Había una casa donde no se podía entrar con pantalones
Hacía mucho que Jorge no visitaba a nadie. Iba a ver a una mujer que cada vez ocupaba más sus pensamientos: Lucía. Y eso que él se había prometido a sí mismo nunca más tener una relación, nunca más una familia. Ya había pasado por eso. Lo había vivido… y sobrevivido con dolor.
Su ex mujer se fue de repente. Le dijo que nunca lo había querido, que el niño había sido un accidente. Se lo llevó. Jorge no podía perdonar. No podía olvidar cómo meció al pequeño por las noches, cómo lo cambiaba, cómo escuchó por primera vez “papá”. Y después… silencio. Juicios, prohibiciones, distancia. Una vez fue a otra ciudad, vio a su hijo en la puerta, y el niño le dijo: “Papá, me voy contigo”. Pero lo apartaron. Se lo llevaron a rastras al piso, la puerta se cerró, y solo alcanzó a oír un grito: “¡Quiero estar con papá!” y luego llanto. Ahí, Jorge se rompió. Y decidió: nunca más apegos. Solo trabajo. Solo soledad.
Pero Lucía era diferente. Se coló en su vida sin hacer ruido. Poco a poco, sin invadir. Simplemente estaba ahí. Se encontraban por casualidad, hablaban brevemente, hasta que él empezó a esperar sus miradas. Luego fue él quien la buscaba—en la tienda, cerca de su trabajo. Sin insistir. Solo por estar cerca. Supo que era viuda, que su hijo tenía casi cuatro años, que vivía con su madre. Y que no dejaba entrar a ningún hombre en su vida. Hasta que un día lo invitó a su casa. “Conocerás a Pablo”, le dijo. Tenía la voz temblorosa.
Jorge llevó un juguete—un enorme set de construcción. Se puso su mejor traje. El corazón le latía como si tuviera veinte años. Tocó el timbre.
—¿Quién es? —preguntó una vocecilla.
—Jorge Martínez.
—Ah, vale. Pasa. Mamá llega pronto. La abuela está durmiendo, le duele la cabeza. Pero… ¡te tienes que quitar los pantalones!
—¿Qué? —Jorge se quedó helado.
—Es que vienes de la calle—dijo el niño con toda la seriedad del mundo—. Mamá dice que los pantalones de la calle tienen bacterias. Podemos enfermarnos. Hay que quitárselos al entrar. ¡Aquí todo es limpio!
El niño llevaba una camisa blanca, una pajarita, y miraba fijamente.
—Eh… ¿puedo no hacerlo? Los míos están limpios.
—Bueno… entonces ponte estas zapatillas. Son tuyas. Las compró mamá. Para que no traigas suciedad. Soy Pablo. ¿Tú eres Jorge?
—Sí. Encantado.
—Aquí hay reglas estrictas—continuó Pablo—. Yo no piso con zapatos. Solo si camino pegando a la pared y salto la alfombra.
—¿Y tu mamá es muy estricta?
—Mucho. Pero es buena. Sobre todo si tú eres bueno. Entonces quizá hasta te deja andar sin zapatillas.
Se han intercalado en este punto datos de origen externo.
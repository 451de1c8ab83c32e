//! Scrapes the import result list shown after an upload.
//!
//! Exact renders one row per validation message, newest first. A cell either
//! holds plain text or links to the XML event of the offending transaction;
//! linked cells are resolved to a `"<journal>-<entry>"` key through the
//! two-stage decoder in [`crate::payload`].

use std::sync::Arc;

use futures::future::join_all;
use serde::Deserialize;
use tracing::{debug, info, warn};
use url::Url;

use exact_import_config::Config;

use crate::error::{ImportError, PageError};
use crate::page::BrowserPage;
use crate::payload::{self, UNKNOWN_KEY};

/// One extracted result row, cell values in column order.
pub type ErrorRow = Vec<String>;

pub(crate) const MESSAGES_OPTION: &str = "input[id=Messages1]";
pub(crate) const PAGE_SIZE_INPUT: &str = "input[id=List_ps]";
pub(crate) const SHOW_BUTTON: &str = "#List_Show";

/// Reads the table as `[[{text, href}]]`; `href` is the absolute attachment link or null.
pub const READ_TABLE_SCRIPT: &str = r#"Array.from(document.querySelectorAll('#List_TableBody tr[class^=Data]')).map((tr) =>
  Array.from(tr.querySelectorAll('td')).map((td) => {
    const a = td.querySelector('a[href^=SysAttachmentView]');
    return { text: td.innerText, href: a ? a.href : null };
  }))"#;

/// Ticks "show messages" and raises the page size; returns whether both controls exist.
pub fn prepare_list_script(page_size: u32) -> String {
    format!(
        r#"(() => {{
  const messages = document.querySelector('{messages}');
  if (messages) messages.checked = true;
  const pageSize = document.querySelector('{page_size_input}');
  if (pageSize) pageSize.value = '{page_size}';
  return Boolean(messages && pageSize);
}})()"#,
        messages = MESSAGES_OPTION,
        page_size_input = PAGE_SIZE_INPUT,
        page_size = page_size,
    )
}

#[derive(Debug, Deserialize)]
struct RawCell {
    #[serde(default)]
    text: String,
    #[serde(default)]
    href: Option<String>,
}

/// What a cell resolves from.
#[derive(Debug, Clone, PartialEq, Eq)]
enum CellSource {
    Text(String),
    Attachment { attachment_id: String, division: String },
    BrokenLink(String),
}

impl CellSource {
    fn classify(cell: RawCell) -> Self {
        match cell.href {
            None => CellSource::Text(cell.text),
            Some(href) => match parse_attachment_link(&href) {
                Some((attachment_id, division)) => CellSource::Attachment {
                    attachment_id,
                    division,
                },
                None => CellSource::BrokenLink(href),
            },
        }
    }
}

/// `(AttachmentID, _Division_)` from an attachment link.
pub fn parse_attachment_link(href: &str) -> Option<(String, String)> {
    let url = Url::parse(href).ok()?;
    let mut attachment_id = None;
    let mut division = None;
    for (name, value) in url.query_pairs() {
        match name.as_ref() {
            "AttachmentID" if !value.is_empty() => attachment_id = Some(value.into_owned()),
            "_Division_" if !value.is_empty() => division = Some(value.into_owned()),
            _ => {}
        }
    }
    Some((attachment_id?, division?))
}

/// Extracts the result rows of the most recent import.
pub struct ErrorExtractor {
    config: Arc<Config>,
}

impl ErrorExtractor {
    pub fn new(config: Arc<Config>) -> Self {
        Self { config }
    }

    /// Rows of the result list in chronological order (oldest first).
    pub async fn extract(&self, page: &dyn BrowserPage) -> Result<Vec<ErrorRow>, ImportError> {
        let found = page
            .evaluate(&prepare_list_script(self.config.list.page_size))
            .await?;
        if found.as_bool() != Some(true) {
            warn!("Result list options not found, reading the list as rendered");
        }

        page.click(SHOW_BUTTON).await?;
        // The refresh may re-render in place; the settle delay covers that case.
        match page.wait_for_navigation(self.config.timings.navigation_timeout()).await {
            Ok(()) => {}
            Err(PageError::Timeout(message)) => {
                debug!("List refresh did not navigate ({}), relying on settle delay", message);
            }
            Err(e) => return Err(e.into()),
        }
        tokio::time::sleep(self.config.timings.list_settle()).await;

        let table = page.evaluate(READ_TABLE_SCRIPT).await?;
        let raw_rows: Vec<Vec<RawCell>> = serde_json::from_value(table)
            .map_err(|e| PageError::Script(format!("unexpected result table shape: {}", e)))?;
        debug!("Result table has {} row(s)", raw_rows.len());

        let mut rows = self.resolve_rows(page, raw_rows).await?;
        rows.reverse();

        info!("Extracted {} result row(s)", rows.len());
        Ok(rows)
    }

    /// Resolve every cell of every row concurrently and wait for all of them.
    async fn resolve_rows(
        &self,
        page: &dyn BrowserPage,
        raw_rows: Vec<Vec<RawCell>>,
    ) -> Result<Vec<ErrorRow>, ImportError> {
        let row_futures = raw_rows.into_iter().map(|raw_row| async move {
            let cells = join_all(
                raw_row
                    .into_iter()
                    .map(|cell| self.resolve_cell(page, CellSource::classify(cell))),
            )
            .await;
            cells.into_iter().collect::<Result<ErrorRow, ImportError>>()
        });

        join_all(row_futures).await.into_iter().collect()
    }

    async fn resolve_cell(&self, page: &dyn BrowserPage, source: CellSource) -> Result<String, ImportError> {
        match source {
            CellSource::Text(text) => Ok(text),
            CellSource::BrokenLink(href) => {
                warn!("Attachment link without identifiers: {}", href);
                Ok(UNKNOWN_KEY.to_string())
            }
            CellSource::Attachment {
                attachment_id,
                division,
            } => {
                let url = self.config.exact.event_url(&attachment_id, &division);
                let response = page.fetch_text(&url).await?;
                let key = payload::decode_event_payload(&response)?;
                if key == UNKNOWN_KEY {
                    warn!("Event {} lacks journal/entry fields", attachment_id);
                }
                Ok(key)
            }
        }
    }
}

#[cfg(test)]
#[path = "extractor_tests.rs"]
mod tests;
Jorge se rió. Pablo le cogió la mano y dijo:
—¿Te vas a quedar para siempre?
—Me gustaría. Si tú quieres.
—Pues yo sí quiero—susurró el niño—. Mamá estará contenta. Y la abuela… la abuela se despertará y lo sabrá enseguida.
—¿Cómo?
—Tiene olfato. Y corazón. Siempre sabe cuándo alguien es bueno.
Se pusieron a montar el juguete. Se reían, discutían. Jorge no podía dejar de mirarlo. De pronto, oyó abrirse la puerta.
—¡Mamá, no se ha quitado los pantalones!—gritó Pablo.
Lucía se rió. Después se acercó, le tocó el hombro a Jorge y murmuró:
—Si estás preparado… quédate. Pero te aviso: nuestras normas son raras.
Jorge sonrió:
—Por vosotros, acepto cualquier norma. Hasta andar en calzoncillos por la alfombra. Lo importante es estar cerca.
Pablo se quedó callado y susurró:
—Papá…
Jorge se volvió. El niño bajó la mirada.
—¿Puedo llamarte así?
Jorge no dijo nada. Solo asintió. Y sintió que algo en su pecho, por primera vez en mucho tiempo, se llenó de luz y calor. No había ido de visita. Había llegado a casa.